(Problem statement) Your task is to find every line of the listing that includes "message" and copy it.

(Data for the task)

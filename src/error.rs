// Copyright (c) 2026 Robert L. Snyder, Sierra Vista, AZ
// Licensed under the MIT License. See LICENSE file in the project root for details.

//! Error types for the sequencing and alignment engine.

use thiserror::Error;

/// Errors raised by the page sequencer and the measure aligner
#[derive(Debug, Clone, PartialEq, Error)]
pub enum EngineError {
    /// Input rejected before any work was done (negative counts, bad strings)
    #[error("Validation failed: {0}")]
    Validation(String),

    /// A page id or previous-page reference is not in the supplied collection
    #[error("Not found: {0}")]
    NotFound(String),

    /// The measures ran out before every page could be aligned
    #[error(
        "Cannot align page {page_name:?} (index {page_index}): only {beats_available} beat(s) of music remain"
    )]
    DegenerateAlignment {
        /// Index of the first page that could not be aligned
        page_index: usize,
        /// Name of that page
        page_name: String,
        /// Beats left in the measure list when the page started
        beats_available: u32,
    },
}

impl EngineError {
    /// Shorthand for a validation error
    pub fn validation(message: impl Into<String>) -> Self {
        EngineError::Validation(message.into())
    }

    /// Shorthand for a not-found error
    pub fn not_found(message: impl Into<String>) -> Self {
        EngineError::NotFound(message.into())
    }
}

/// Result alias used throughout the engine
pub type Result<T> = std::result::Result<T, EngineError>;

(Answer space)
    pub fn validation(message: impl Into<String>) -> Self {
        EngineError::Validation(message.into())
    pub fn not_found(message: impl Into<String>) -> Self {
        EngineError::NotFound(message.into())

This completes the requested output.